> _Problem to work on_:
The response should be the lines of the data, starting at the first and ending at the one that contains "const FALLBACK_FPS: i32 = 30;", copied without change.

> _Stored data entries_:
★ ★ ★ ★ ★

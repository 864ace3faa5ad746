use std::path::Path;

use crate::shared::error::BoxError;
use crate::shared::frame::Frame;
use crate::shared::output_format::validate_output_path;
use crate::shared::video_metadata::VideoMetadata;
use crate::video::domain::video_writer::VideoWriter;

use super::codec_status::is_drained;

/// Frame rate used when the probed rate is not positive.
const FALLBACK_FPS: i32 = 30;

/// MPEG-4 Part 2 caps the time base denominator at 16 bits.
const MAX_TIME_BASE_DEN: i32 = 65535;

/// Encodes frames as MPEG-4 Part 2 (XVID tag) into an AVI container.
pub struct FfmpegWriter {
    octx: Option<ffmpeg_next::format::context::Output>,
    encoder: Option<ffmpeg_next::codec::encoder::video::Encoder>,
    scaler: Option<ffmpeg_next::software::scaling::Context>,
    width: u32,
    height: u32,
    time_base: ffmpeg_next::Rational,
    frame_count: usize,
}

// Safety: FfmpegWriter is only used from a single thread at a time.
// The raw pointers inside ffmpeg types are not shared across threads.
unsafe impl Send for FfmpegWriter {}

impl FfmpegWriter {
    pub fn new() -> Self {
        Self {
            octx: None,
            encoder: None,
            scaler: None,
            width: 0,
            height: 0,
            time_base: ffmpeg_next::Rational(1, FALLBACK_FPS),
            frame_count: 0,
        }
    }

    /// Number of frames appended since the last `open`.
    pub fn frame_count(&self) -> usize {
        self.frame_count
    }

    fn drain_packets(&mut self) -> Result<(), BoxError> {
        let (Some(encoder), Some(octx)) = (self.encoder.as_mut(), self.octx.as_mut()) else {
            return Err("FfmpegWriter: not opened".into());
        };
        let ost_time_base = octx
            .stream(0)
            .ok_or("FfmpegWriter: output stream missing")?
            .time_base();

        let mut encoded = ffmpeg_next::Packet::empty();
        loop {
            match encoder.receive_packet(&mut encoded) {
                Ok(()) => {
                    encoded.set_stream(0);
                    encoded.rescale_ts(self.time_base, ost_time_base);
                    encoded.write_interleaved(octx)?;
                }
                Err(e) if is_drained(&e) => return Ok(()),
                Err(e) => return Err(format!("encode failed: {e}").into()),
            }
        }
    }

    /// Flushes the encoder and writes the container trailer.
    fn finish(&mut self) -> Result<(), BoxError> {
        self.encoder
            .as_mut()
            .ok_or("FfmpegWriter: not opened")?
            .send_eof()?;
        self.drain_packets()?;
        self.octx
            .as_mut()
            .ok_or("FfmpegWriter: not opened")?
            .write_trailer()?;
        Ok(())
    }
}

impl Default for FfmpegWriter {
    fn default() -> Self {
        Self::new()
    }
}

impl VideoWriter for FfmpegWriter {
    fn open(&mut self, path: &Path, metadata: &VideoMetadata) -> Result<(), BoxError> {
        validate_output_path(path)?;
        if self.encoder.is_some() {
            return Err("FfmpegWriter: already open".into());
        }

        ffmpeg_next::init()?;

        let mut octx = ffmpeg_next::format::output_as(path, "avi")?;

        let codec = ffmpeg_next::encoder::find(ffmpeg_next::codec::Id::MPEG4)
            .ok_or("MPEG4 encoder not found")?;

        let mut ost = octx.add_stream(Some(codec))?;

        let mut encoder_ctx = ffmpeg_next::codec::context::Context::new_with_codec(codec)
            .encoder()
            .video()?;

        let frame_rate = encoder_frame_rate(metadata.fps);
        let time_base = frame_rate.invert();

        encoder_ctx.set_width(metadata.width);
        encoder_ctx.set_height(metadata.height);
        encoder_ctx.set_format(ffmpeg_next::format::Pixel::YUV420P);
        encoder_ctx.set_time_base(time_base);
        encoder_ctx.set_frame_rate(Some(frame_rate));

        let encoder = encoder_ctx.open_with(ffmpeg_next::Dictionary::new())?;
        ost.set_parameters(&encoder);
        ost.set_time_base(time_base);
        ost.set_avg_frame_rate(frame_rate);
        unsafe {
            (*ost.parameters().as_mut_ptr()).codec_tag = fourcc(&metadata.codec)?;
        }

        octx.write_header()?;

        let scaler = ffmpeg_next::software::scaling::Context::get(
            ffmpeg_next::format::Pixel::RGB24,
            metadata.width,
            metadata.height,
            ffmpeg_next::format::Pixel::YUV420P,
            metadata.width,
            metadata.height,
            ffmpeg_next::software::scaling::Flags::BILINEAR,
        )?;

        self.width = metadata.width;
        self.height = metadata.height;
        self.time_base = time_base;
        self.octx = Some(octx);
        self.encoder = Some(encoder);
        self.scaler = Some(scaler);
        self.frame_count = 0;

        log::debug!(
            "Opened {} for writing: {}x{} @ {}/{} fps ({})",
            path.display(),
            metadata.width,
            metadata.height,
            frame_rate.numerator(),
            frame_rate.denominator(),
            metadata.codec
        );

        Ok(())
    }

    fn write(&mut self, frame: &Frame) -> Result<(), BoxError> {
        let (Some(encoder), Some(scaler)) = (self.encoder.as_mut(), self.scaler.as_mut()) else {
            return Err("FfmpegWriter: not opened".into());
        };
        if frame.width() != self.width || frame.height() != self.height || frame.channels() != 3 {
            return Err(format!(
                "frame {} is {}x{}x{}, expected {}x{}x3",
                frame.index(),
                frame.width(),
                frame.height(),
                frame.channels(),
                self.width,
                self.height
            )
            .into());
        }

        let mut rgb_frame = ffmpeg_next::util::frame::video::Video::new(
            ffmpeg_next::format::Pixel::RGB24,
            self.width,
            self.height,
        );

        let stride = rgb_frame.stride(0);
        let data = rgb_frame.data_mut(0);
        let src = frame.data();
        let row_len = self.width as usize * 3;

        // Copy pixel data, respecting stride
        for row in 0..self.height as usize {
            let src_start = row * row_len;
            let dst_start = row * stride;
            data[dst_start..dst_start + row_len]
                .copy_from_slice(&src[src_start..src_start + row_len]);
        }

        let mut yuv_frame = ffmpeg_next::util::frame::video::Video::empty();
        scaler.run(&rgb_frame, &mut yuv_frame)?;
        yuv_frame.set_pts(Some(self.frame_count as i64));

        encoder.send_frame(&yuv_frame)?;
        self.drain_packets()?;

        self.frame_count += 1;
        Ok(())
    }

    fn close(&mut self) -> Result<(), BoxError> {
        let result = if self.encoder.is_some() {
            self.finish()
        } else {
            Ok(())
        };

        self.octx = None;
        self.encoder = None;
        self.scaler = None;

        result
    }
}

/// Exact rational form of a probed frame rate, within the encoder's
/// time base limits. 29.97 becomes 2997/100 and 12.5 becomes 25/2.
fn encoder_frame_rate(fps: f64) -> ffmpeg_next::Rational {
    if !(fps.is_finite() && fps > 0.0) {
        return ffmpeg_next::Rational(FALLBACK_FPS, 1);
    }
    match ffmpeg_next::Rational::from(fps).reduce_with_limit(MAX_TIME_BASE_DEN) {
        Ok(rate) | Err(rate) => rate,
    }
}

/// Packs a four-character code into FFmpeg's little-endian `codec_tag`.
fn fourcc(code: &str) -> Result<u32, BoxError> {
    let bytes: [u8; 4] = code
        .as_bytes()
        .try_into()
        .map_err(|_| format!("invalid FourCC: {code:?}"))?;
    Ok(u32::from_le_bytes(bytes))
}

#[cfg(test)]
mod tests {
    use super::*;
    use crate::shared::error::DetectHumansError;
    use crate::video::domain::video_reader::VideoReader;
    use crate::video::infrastructure::ffmpeg_reader::FfmpegReader;
    use approx::assert_relative_eq;
    use rstest::rstest;

    fn metadata(w: u32, h: u32, fps: f64) -> VideoMetadata {
        VideoMetadata {
            width: w,
            height: h,
            fps,
            total_frames: 0,
            codec: "XVID".to_string(),
            source_codec: String::new(),
            source_path: None,
        }
    }

    fn solid_frame(index: usize, w: u32, h: u32, value: u8) -> Frame {
        let data = vec![value; (w * h * 3) as usize];
        Frame::new(data, w, h, 3, index)
    }

    #[test]
    fn test_fourcc_packs_little_endian() {
        assert_eq!(fourcc("XVID").unwrap(), 0x4449_5658);
        assert!(fourcc("XVI").is_err());
    }

    #[test]
    fn test_open_rejects_non_avi_before_creating_file() {
        let dir = tempfile::tempdir().unwrap();
        let path = dir.path().join("out.mp4");

        let mut writer = FfmpegWriter::new();
        let err = writer.open(&path, &metadata(160, 120, 30.0)).unwrap_err();

        let err = err.downcast::<DetectHumansError>().unwrap();
        assert!(matches!(
            *err,
            DetectHumansError::UnsupportedOutputFormat { .. }
        ));
        assert!(!path.exists());
    }

    #[test]
    fn test_write_creates_file() {
        let dir = tempfile::tempdir().unwrap();
        let path = dir.path().join("out.avi");

        let mut writer = FfmpegWriter::new();
        writer.open(&path, &metadata(160, 120, 30.0)).unwrap();
        for i in 0..3 {
            writer.write(&solid_frame(i, 160, 120, 128)).unwrap();
        }
        assert_eq!(writer.frame_count(), 3);
        writer.close().unwrap();

        assert!(path.exists());
        assert!(std::fs::metadata(&path).unwrap().len() > 0);
    }

    #[test]
    fn test_written_video_is_xvid_tagged_avi() {
        let dir = tempfile::tempdir().unwrap();
        let path = dir.path().join("out.avi");

        let mut writer = FfmpegWriter::new();
        writer.open(&path, &metadata(160, 120, 30.0)).unwrap();
        writer.write(&solid_frame(0, 160, 120, 128)).unwrap();
        writer.close().unwrap();

        ffmpeg_next::init().unwrap();
        let ictx = ffmpeg_next::format::input(&path).unwrap();
        assert!(ictx.format().name().contains("avi"));
        let stream = ictx
            .streams()
            .best(ffmpeg_next::media::Type::Video)
            .unwrap();
        let params = stream.parameters();
        assert_eq!(params.id(), ffmpeg_next::codec::Id::MPEG4);
        let tag = unsafe { (*params.as_ptr()).codec_tag };
        assert_eq!(tag, fourcc("XVID").unwrap());
    }

    #[test]
    fn test_write_rejects_mismatched_dimensions() {
        let dir = tempfile::tempdir().unwrap();
        let path = dir.path().join("out.avi");

        let mut writer = FfmpegWriter::new();
        writer.open(&path, &metadata(160, 120, 30.0)).unwrap();
        assert!(writer.write(&solid_frame(0, 80, 60, 128)).is_err());
        assert_eq!(writer.frame_count(), 0);
        writer.close().unwrap();
    }

    #[test]
    fn test_write_without_open_returns_error() {
        let mut writer = FfmpegWriter::new();
        let result = writer.write(&solid_frame(0, 160, 120, 128));
        assert!(result.is_err());
    }

    #[test]
    fn test_close_idempotent() {
        let dir = tempfile::tempdir().unwrap();
        let path = dir.path().join("out.avi");

        let mut writer = FfmpegWriter::new();
        writer.open(&path, &metadata(160, 120, 30.0)).unwrap();
        writer.write(&solid_frame(0, 160, 120, 128)).unwrap();
        writer.close().unwrap();
        assert!(writer.close().is_ok());
    }

    #[test]
    fn test_zero_fps_falls_back() {
        let dir = tempfile::tempdir().unwrap();
        let path = dir.path().join("out.avi");

        let mut writer = FfmpegWriter::new();
        writer.open(&path, &metadata(160, 120, 0.0)).unwrap();
        writer.write(&solid_frame(0, 160, 120, 128)).unwrap();
        writer.close().unwrap();

        let meta = FfmpegReader::probe(&path).unwrap();
        assert!((meta.fps - FALLBACK_FPS as f64).abs() < 0.5);
    }

    #[rstest]
    #[case(25.0, (25, 1))]
    #[case(12.5, (25, 2))]
    #[case(29.97, (2997, 100))]
    #[case(30000.0 / 1001.0, (30000, 1001))]
    #[case(0.0, (30, 1))]
    #[case(f64::NAN, (30, 1))]
    fn test_encoder_frame_rate_is_exact(#[case] fps: f64, #[case] expected: (i32, i32)) {
        let rate = encoder_frame_rate(fps);
        assert_eq!((rate.numerator(), rate.denominator()), expected);
        assert!(rate.invert().denominator() <= MAX_TIME_BASE_DEN);
    }

    #[rstest]
    #[case(12.5)]
    #[case(29.97)]
    #[case(30000.0 / 1001.0)]
    fn test_fractional_fps_survives_roundtrip(#[case] fps: f64) {
        let dir = tempfile::tempdir().unwrap();
        let path = dir.path().join("fractional.avi");

        let mut writer = FfmpegWriter::new();
        writer.open(&path, &metadata(160, 120, fps)).unwrap();
        for i in 0..5 {
            writer.write(&solid_frame(i, 160, 120, 128)).unwrap();
        }
        writer.close().unwrap();

        let probed = FfmpegReader::probe(&path).unwrap();
        assert_relative_eq!(probed.fps, fps, epsilon = 1e-3);
        assert_eq!(probed.total_frames, 5);
    }

    #[test]
    fn test_roundtrip_preserves_count_and_dimensions() {
        let dir = tempfile::tempdir().unwrap();
        let path = dir.path().join("roundtrip.avi");

        let mut writer = FfmpegWriter::new();
        writer.open(&path, &metadata(160, 120, 30.0)).unwrap();
        for i in 0..4 {
            writer.write(&solid_frame(i, 160, 120, 128)).unwrap();
        }
        writer.close().unwrap();

        let mut reader = FfmpegReader::new();
        let read_meta = reader.open(&path).unwrap();
        assert_eq!(read_meta.frame_size(), (160, 120));
        assert_eq!(read_meta.total_frames, 4);

        let frames: Vec<_> = reader.frames().map(|f| f.unwrap()).collect();
        assert_eq!(frames.len(), 4);

        // Codec is lossy, but the overall brightness should be close
        let first = &frames[0];
        let avg: f64 =
            first.data().iter().map(|&b| b as f64).sum::<f64>() / first.data().len() as f64;
        assert!(
            (avg - 128.0).abs() < 40.0,
            "Average pixel value {avg} should be close to 128"
        );
    }
}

★ ★ ★ ★ ★

> _Solution for this exercise_:
repository 864ace3faa5ad746
use std::path::Path;

use crate::shared::error::BoxError;
use crate::shared::frame::Frame;
use crate::shared::output_format::validate_output_path;
use crate::shared::video_metadata::VideoMetadata;
use crate::video::domain::video_writer::VideoWriter;

use super::codec_status::is_drained;

/// Frame rate used when the probed rate is not positive.
const FALLBACK_FPS: i32 = 30;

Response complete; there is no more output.